_Supplied data_:
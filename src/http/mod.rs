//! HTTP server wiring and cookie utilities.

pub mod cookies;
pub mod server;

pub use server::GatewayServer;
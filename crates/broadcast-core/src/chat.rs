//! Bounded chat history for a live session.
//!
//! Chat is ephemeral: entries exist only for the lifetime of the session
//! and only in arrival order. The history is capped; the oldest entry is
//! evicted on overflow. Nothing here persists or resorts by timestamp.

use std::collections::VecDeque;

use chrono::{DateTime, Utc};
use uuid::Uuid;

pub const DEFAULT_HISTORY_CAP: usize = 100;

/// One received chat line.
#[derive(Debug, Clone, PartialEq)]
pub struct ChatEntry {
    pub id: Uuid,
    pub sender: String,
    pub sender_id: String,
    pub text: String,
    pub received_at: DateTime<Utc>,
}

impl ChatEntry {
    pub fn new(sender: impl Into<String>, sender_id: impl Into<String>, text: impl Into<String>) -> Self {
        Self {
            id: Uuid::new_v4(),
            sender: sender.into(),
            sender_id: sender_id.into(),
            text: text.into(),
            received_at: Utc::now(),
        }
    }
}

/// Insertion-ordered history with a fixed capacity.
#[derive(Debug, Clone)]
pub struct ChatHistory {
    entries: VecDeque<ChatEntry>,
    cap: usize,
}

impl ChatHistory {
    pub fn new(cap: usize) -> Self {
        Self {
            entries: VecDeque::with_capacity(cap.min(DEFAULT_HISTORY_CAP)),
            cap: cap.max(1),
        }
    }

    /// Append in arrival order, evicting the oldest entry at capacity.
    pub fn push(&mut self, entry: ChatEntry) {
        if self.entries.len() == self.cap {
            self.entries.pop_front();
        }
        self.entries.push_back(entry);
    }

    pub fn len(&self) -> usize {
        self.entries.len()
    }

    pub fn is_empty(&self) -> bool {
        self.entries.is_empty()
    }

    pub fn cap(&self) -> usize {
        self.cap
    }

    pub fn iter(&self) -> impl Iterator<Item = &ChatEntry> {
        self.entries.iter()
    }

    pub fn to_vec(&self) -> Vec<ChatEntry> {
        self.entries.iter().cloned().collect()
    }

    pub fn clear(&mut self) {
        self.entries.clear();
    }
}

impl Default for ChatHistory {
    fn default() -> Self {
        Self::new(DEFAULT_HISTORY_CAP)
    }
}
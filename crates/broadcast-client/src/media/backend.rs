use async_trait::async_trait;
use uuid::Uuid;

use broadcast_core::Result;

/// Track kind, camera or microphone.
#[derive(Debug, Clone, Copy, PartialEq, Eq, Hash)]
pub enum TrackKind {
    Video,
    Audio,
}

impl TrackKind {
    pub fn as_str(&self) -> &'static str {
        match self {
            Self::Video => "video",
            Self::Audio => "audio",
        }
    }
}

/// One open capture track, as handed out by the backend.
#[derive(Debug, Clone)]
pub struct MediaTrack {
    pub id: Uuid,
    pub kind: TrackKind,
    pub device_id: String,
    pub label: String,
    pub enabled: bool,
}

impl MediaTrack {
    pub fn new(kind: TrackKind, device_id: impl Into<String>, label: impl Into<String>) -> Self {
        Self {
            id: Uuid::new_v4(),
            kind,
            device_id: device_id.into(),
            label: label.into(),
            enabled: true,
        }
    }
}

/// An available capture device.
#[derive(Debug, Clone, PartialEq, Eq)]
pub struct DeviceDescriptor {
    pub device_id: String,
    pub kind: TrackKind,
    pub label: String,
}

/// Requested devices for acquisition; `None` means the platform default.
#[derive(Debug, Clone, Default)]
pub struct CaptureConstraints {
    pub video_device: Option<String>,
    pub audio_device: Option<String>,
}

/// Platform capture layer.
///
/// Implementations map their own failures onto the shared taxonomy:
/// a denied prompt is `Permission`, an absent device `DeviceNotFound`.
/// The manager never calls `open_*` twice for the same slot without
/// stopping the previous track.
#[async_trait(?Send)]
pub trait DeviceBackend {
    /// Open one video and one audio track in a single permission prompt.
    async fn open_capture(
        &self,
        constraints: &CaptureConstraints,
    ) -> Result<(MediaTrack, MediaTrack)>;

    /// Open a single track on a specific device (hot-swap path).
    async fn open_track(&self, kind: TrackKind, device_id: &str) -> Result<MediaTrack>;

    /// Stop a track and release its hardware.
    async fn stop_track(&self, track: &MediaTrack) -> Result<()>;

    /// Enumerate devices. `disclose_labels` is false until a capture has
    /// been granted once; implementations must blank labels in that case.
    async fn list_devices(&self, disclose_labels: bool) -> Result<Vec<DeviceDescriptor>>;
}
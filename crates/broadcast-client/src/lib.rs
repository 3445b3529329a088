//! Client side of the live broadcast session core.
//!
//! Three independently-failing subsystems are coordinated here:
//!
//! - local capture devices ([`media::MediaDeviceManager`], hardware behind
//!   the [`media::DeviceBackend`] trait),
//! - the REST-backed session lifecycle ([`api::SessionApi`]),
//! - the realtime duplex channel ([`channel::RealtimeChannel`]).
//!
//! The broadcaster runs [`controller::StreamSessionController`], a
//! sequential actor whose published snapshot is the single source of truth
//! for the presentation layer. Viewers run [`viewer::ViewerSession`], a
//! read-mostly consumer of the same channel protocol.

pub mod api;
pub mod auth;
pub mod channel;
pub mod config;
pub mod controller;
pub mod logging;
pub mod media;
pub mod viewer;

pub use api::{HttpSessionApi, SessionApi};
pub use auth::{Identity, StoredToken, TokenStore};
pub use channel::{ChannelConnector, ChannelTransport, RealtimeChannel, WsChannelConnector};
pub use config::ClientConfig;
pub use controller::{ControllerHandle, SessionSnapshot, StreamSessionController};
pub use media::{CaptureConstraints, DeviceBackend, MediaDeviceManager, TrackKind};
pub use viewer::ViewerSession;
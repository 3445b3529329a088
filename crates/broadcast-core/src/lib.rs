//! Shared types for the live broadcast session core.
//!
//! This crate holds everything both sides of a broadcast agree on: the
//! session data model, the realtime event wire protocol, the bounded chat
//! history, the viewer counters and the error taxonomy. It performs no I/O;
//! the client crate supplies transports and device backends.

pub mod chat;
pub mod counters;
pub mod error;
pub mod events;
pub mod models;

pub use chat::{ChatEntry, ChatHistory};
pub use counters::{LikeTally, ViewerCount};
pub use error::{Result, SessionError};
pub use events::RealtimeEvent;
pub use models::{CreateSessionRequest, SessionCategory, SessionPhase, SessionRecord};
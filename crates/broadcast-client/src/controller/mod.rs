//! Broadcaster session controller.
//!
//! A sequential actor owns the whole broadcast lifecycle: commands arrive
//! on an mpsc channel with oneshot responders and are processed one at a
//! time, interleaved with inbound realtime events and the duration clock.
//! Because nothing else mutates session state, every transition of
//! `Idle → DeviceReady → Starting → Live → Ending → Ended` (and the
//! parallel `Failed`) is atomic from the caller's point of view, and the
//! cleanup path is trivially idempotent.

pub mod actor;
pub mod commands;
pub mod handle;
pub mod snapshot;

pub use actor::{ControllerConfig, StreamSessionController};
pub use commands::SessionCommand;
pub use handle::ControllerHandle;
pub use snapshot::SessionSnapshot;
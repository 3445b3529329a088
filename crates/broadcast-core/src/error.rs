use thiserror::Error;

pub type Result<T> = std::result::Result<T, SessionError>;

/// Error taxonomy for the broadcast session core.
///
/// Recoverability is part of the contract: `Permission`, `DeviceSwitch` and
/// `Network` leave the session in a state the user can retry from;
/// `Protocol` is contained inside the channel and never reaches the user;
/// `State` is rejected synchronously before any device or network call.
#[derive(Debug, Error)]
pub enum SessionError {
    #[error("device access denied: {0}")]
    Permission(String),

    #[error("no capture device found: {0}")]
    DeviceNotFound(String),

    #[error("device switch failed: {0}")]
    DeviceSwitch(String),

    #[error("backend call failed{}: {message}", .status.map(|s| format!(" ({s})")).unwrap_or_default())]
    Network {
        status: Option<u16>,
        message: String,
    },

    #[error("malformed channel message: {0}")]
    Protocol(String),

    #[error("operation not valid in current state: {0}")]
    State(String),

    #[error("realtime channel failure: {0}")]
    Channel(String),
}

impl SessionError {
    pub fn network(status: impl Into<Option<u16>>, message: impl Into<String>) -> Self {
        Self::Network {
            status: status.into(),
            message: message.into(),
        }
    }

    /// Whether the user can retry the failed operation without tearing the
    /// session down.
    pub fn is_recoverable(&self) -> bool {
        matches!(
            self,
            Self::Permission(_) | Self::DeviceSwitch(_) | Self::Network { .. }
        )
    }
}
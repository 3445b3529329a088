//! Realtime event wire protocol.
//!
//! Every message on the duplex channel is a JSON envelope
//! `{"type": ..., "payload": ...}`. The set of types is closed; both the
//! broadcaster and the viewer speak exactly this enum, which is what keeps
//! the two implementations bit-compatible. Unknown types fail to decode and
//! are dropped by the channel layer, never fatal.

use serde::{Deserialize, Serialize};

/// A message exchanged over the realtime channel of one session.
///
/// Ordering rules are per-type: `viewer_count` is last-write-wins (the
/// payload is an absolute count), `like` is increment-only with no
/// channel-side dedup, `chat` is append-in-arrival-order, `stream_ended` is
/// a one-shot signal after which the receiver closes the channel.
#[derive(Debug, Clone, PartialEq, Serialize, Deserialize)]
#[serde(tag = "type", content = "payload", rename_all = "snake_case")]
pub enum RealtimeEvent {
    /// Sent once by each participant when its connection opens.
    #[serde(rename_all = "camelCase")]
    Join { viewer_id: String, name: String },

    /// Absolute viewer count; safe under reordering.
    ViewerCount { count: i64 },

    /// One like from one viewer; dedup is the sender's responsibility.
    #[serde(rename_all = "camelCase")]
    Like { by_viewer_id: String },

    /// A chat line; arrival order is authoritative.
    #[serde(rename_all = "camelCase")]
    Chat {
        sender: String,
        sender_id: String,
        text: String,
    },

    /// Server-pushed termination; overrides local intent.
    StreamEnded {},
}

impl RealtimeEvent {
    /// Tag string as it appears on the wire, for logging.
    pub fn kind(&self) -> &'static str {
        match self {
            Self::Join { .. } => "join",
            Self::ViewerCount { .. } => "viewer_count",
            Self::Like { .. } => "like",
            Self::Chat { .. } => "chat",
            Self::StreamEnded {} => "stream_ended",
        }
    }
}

_Task directions_: Begin at the top of the listing above and set down each line exactly. Stop after the line that contains "use std::collections::VecDeque;".

_Result of the exercise_:
filename src/http/mod.rs
//! HTTP server wiring and cookie utilities.

pub mod cookies;
pub mod server;

pub use server::GatewayServer;
filename crates/broadcast-core/src/chat.rs
//! Bounded chat history for a live session.
//!
//! Chat is ephemeral: entries exist only for the lifetime of the session
//! and only in arrival order. The history is capped; the oldest entry is
//! evicted on overflow. Nothing here persists or resorts by timestamp.

use std::collections::VecDeque;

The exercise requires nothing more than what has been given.